• _DATA EXTRACT_:
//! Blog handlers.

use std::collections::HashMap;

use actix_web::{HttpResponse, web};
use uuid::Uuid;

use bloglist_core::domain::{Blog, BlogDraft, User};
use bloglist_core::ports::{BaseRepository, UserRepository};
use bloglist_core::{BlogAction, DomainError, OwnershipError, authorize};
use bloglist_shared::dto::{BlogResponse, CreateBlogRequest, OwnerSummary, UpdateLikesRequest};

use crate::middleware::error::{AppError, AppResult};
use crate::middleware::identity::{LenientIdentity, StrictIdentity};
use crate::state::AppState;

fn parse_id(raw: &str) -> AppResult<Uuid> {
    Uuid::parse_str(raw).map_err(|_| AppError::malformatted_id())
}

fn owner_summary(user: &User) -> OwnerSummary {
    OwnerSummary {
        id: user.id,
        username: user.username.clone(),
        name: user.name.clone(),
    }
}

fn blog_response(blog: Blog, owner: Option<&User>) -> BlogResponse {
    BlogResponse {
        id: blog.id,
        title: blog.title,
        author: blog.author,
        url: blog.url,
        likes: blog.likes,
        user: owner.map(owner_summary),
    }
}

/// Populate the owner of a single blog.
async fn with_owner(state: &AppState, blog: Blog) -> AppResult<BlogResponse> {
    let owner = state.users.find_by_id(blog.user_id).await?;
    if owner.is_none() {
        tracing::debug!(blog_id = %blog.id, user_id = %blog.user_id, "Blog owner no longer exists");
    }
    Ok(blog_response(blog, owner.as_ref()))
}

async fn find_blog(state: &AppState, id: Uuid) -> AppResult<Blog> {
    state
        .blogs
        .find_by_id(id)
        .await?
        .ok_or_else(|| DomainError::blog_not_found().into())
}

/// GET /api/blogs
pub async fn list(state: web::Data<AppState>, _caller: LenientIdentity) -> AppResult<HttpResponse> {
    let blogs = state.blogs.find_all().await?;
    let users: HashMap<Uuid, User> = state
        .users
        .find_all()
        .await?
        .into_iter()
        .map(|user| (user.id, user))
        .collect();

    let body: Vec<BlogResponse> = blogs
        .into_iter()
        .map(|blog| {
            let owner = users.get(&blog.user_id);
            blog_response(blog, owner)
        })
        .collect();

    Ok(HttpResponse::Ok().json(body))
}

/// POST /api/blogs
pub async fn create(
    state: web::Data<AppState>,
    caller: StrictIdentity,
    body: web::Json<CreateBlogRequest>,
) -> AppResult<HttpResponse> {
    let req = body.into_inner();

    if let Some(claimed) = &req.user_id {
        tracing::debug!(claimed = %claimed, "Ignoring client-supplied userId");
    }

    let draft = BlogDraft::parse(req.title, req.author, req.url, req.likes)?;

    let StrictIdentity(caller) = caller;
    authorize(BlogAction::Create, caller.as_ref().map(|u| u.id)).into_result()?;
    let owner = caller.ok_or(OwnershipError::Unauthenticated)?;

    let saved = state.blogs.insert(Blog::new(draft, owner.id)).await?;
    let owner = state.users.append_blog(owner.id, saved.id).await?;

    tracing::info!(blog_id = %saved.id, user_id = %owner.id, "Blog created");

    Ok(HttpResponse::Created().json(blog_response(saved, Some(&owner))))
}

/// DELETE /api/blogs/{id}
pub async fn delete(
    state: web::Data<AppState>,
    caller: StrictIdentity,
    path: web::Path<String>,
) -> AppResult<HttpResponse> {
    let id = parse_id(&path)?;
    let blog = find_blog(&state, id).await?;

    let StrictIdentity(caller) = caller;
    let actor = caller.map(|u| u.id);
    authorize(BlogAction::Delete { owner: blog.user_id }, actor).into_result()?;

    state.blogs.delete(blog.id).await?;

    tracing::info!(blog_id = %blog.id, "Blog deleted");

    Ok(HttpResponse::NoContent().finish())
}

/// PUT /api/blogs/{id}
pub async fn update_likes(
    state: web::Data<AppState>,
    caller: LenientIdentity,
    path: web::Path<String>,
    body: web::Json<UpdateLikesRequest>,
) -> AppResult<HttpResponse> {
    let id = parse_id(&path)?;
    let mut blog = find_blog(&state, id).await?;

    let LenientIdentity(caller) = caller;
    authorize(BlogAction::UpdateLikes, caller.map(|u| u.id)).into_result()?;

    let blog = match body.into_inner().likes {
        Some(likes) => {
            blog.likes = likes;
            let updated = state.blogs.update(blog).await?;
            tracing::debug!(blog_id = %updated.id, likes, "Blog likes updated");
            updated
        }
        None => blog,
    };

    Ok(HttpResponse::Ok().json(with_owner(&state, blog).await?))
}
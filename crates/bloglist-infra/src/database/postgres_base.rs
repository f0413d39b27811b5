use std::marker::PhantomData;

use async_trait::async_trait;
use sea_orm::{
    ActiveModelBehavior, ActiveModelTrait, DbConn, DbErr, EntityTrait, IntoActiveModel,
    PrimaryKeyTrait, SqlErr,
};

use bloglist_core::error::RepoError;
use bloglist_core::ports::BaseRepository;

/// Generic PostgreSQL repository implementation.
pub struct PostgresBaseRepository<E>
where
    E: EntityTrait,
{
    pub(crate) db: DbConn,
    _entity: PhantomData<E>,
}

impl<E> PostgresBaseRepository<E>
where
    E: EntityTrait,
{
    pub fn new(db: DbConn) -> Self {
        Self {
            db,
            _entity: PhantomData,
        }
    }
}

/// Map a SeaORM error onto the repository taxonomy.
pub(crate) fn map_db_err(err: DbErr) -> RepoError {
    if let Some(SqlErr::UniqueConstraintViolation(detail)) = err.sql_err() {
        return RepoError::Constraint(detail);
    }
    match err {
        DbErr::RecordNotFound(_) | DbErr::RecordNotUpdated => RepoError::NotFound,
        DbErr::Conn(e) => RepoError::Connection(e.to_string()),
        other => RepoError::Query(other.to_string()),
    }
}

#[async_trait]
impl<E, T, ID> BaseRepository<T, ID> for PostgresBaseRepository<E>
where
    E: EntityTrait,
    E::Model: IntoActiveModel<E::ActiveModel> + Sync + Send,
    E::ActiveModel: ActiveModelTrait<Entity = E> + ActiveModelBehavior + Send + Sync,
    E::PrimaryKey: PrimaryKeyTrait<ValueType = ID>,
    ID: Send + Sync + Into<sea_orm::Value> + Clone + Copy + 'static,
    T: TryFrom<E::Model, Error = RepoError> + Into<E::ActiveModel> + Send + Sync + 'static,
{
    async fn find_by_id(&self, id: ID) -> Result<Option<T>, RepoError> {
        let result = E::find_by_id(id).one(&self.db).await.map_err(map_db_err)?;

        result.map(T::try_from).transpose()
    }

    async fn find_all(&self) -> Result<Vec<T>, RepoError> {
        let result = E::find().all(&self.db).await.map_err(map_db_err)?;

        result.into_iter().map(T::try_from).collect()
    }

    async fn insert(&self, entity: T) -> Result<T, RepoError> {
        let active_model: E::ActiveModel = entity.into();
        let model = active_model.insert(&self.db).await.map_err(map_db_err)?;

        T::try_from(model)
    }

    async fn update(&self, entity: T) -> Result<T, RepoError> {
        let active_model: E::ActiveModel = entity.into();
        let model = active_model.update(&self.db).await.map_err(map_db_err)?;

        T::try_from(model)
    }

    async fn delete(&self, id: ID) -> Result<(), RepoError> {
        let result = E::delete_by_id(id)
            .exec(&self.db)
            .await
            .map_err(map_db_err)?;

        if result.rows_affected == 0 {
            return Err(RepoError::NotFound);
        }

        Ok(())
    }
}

---

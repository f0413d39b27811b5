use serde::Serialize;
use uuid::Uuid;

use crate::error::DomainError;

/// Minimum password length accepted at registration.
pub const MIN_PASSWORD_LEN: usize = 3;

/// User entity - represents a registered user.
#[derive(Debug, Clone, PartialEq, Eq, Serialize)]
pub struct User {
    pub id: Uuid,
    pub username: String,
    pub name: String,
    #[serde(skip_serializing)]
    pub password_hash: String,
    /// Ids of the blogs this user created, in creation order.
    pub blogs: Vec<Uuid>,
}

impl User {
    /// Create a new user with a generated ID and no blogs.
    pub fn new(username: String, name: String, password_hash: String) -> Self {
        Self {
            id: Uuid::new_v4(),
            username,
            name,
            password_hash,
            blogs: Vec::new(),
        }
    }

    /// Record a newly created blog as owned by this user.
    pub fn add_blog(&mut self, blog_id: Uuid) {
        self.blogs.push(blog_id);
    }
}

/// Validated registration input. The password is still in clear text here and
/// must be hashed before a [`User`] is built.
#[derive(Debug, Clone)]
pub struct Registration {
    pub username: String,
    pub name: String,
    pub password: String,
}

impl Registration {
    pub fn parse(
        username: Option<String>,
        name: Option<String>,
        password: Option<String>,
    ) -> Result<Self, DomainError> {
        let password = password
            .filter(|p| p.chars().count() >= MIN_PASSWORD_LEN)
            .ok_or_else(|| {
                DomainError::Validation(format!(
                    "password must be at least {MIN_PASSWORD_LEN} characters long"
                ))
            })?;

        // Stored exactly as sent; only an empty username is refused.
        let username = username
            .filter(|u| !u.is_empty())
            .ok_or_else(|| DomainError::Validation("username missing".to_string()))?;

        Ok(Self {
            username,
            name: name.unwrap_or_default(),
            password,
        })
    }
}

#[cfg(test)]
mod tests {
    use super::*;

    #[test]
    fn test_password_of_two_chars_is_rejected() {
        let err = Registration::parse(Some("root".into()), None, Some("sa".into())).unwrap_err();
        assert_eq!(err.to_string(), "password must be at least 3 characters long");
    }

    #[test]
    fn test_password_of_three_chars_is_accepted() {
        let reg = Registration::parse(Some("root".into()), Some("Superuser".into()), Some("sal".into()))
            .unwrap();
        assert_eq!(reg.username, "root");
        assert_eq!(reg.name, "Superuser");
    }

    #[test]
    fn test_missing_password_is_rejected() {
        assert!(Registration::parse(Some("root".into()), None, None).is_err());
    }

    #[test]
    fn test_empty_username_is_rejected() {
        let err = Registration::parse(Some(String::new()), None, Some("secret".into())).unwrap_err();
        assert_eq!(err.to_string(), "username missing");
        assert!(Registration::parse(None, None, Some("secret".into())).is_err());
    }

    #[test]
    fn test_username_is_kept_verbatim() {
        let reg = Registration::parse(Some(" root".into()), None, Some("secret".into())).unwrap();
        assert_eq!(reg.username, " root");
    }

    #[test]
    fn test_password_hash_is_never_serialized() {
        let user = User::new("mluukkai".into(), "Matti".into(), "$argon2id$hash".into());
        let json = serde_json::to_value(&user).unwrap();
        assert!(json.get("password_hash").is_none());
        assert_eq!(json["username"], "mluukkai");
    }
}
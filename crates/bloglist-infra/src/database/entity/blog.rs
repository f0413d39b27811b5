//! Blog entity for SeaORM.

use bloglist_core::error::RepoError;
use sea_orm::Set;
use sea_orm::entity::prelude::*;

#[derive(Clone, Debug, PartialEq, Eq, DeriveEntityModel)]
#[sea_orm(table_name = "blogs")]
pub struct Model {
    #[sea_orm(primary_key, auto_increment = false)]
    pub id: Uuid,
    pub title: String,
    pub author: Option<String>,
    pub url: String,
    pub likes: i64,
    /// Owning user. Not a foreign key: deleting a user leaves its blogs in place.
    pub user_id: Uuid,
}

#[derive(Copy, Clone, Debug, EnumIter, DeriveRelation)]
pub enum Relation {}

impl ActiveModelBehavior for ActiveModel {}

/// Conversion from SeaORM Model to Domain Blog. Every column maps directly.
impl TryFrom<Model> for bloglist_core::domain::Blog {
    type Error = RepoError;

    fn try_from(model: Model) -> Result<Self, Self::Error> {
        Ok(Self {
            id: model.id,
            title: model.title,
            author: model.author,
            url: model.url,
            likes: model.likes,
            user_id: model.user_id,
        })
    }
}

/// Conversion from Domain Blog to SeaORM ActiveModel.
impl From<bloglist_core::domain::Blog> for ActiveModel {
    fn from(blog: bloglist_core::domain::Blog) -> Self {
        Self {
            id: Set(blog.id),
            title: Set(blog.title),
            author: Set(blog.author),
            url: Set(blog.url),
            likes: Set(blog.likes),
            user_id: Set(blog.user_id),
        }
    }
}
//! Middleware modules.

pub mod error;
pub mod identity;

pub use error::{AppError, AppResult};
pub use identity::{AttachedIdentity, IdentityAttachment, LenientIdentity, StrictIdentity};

...

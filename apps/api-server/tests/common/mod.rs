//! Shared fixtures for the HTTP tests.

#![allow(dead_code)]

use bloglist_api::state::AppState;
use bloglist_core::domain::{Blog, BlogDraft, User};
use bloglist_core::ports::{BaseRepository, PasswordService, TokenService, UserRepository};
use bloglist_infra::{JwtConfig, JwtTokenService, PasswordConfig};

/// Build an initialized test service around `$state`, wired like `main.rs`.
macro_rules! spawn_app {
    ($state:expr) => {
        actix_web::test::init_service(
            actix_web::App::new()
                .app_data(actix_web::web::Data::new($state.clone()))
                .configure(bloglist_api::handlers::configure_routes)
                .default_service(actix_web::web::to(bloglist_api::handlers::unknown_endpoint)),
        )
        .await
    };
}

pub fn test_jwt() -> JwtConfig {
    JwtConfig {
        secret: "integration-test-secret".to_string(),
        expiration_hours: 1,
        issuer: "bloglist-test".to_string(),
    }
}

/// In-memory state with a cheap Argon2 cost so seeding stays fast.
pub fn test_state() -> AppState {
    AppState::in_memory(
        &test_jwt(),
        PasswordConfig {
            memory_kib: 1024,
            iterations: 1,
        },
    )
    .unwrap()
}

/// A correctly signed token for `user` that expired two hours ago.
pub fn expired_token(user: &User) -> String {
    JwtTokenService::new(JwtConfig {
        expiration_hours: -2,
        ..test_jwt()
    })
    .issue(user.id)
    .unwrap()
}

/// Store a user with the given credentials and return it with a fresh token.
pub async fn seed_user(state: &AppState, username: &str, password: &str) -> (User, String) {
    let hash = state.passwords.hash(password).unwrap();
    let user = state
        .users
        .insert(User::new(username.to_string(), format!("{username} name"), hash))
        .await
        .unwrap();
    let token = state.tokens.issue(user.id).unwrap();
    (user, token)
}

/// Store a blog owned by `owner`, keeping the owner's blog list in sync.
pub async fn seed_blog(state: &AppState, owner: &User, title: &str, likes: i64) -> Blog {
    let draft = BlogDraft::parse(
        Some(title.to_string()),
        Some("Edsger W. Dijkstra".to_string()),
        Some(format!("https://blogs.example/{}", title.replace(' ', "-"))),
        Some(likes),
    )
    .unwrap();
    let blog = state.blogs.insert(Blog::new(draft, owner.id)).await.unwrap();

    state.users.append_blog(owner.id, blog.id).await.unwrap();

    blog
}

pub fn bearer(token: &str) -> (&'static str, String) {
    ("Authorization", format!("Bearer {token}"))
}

• _YOUR TASK_: Check the data for the word "users" and pull out the lines that have it.

• _ANSWER SPACE_:
    let owner = state.users.find_by_id(blog.user_id).await?;
    let users: HashMap<Uuid, User> = state
        .users
            let owner = users.get(&blog.user_id);
    let owner = state.users.append_blog(owner.id, saved.id).await?;
        .users
    state.users.append_blog(owner.id, blog.id).await.unwrap();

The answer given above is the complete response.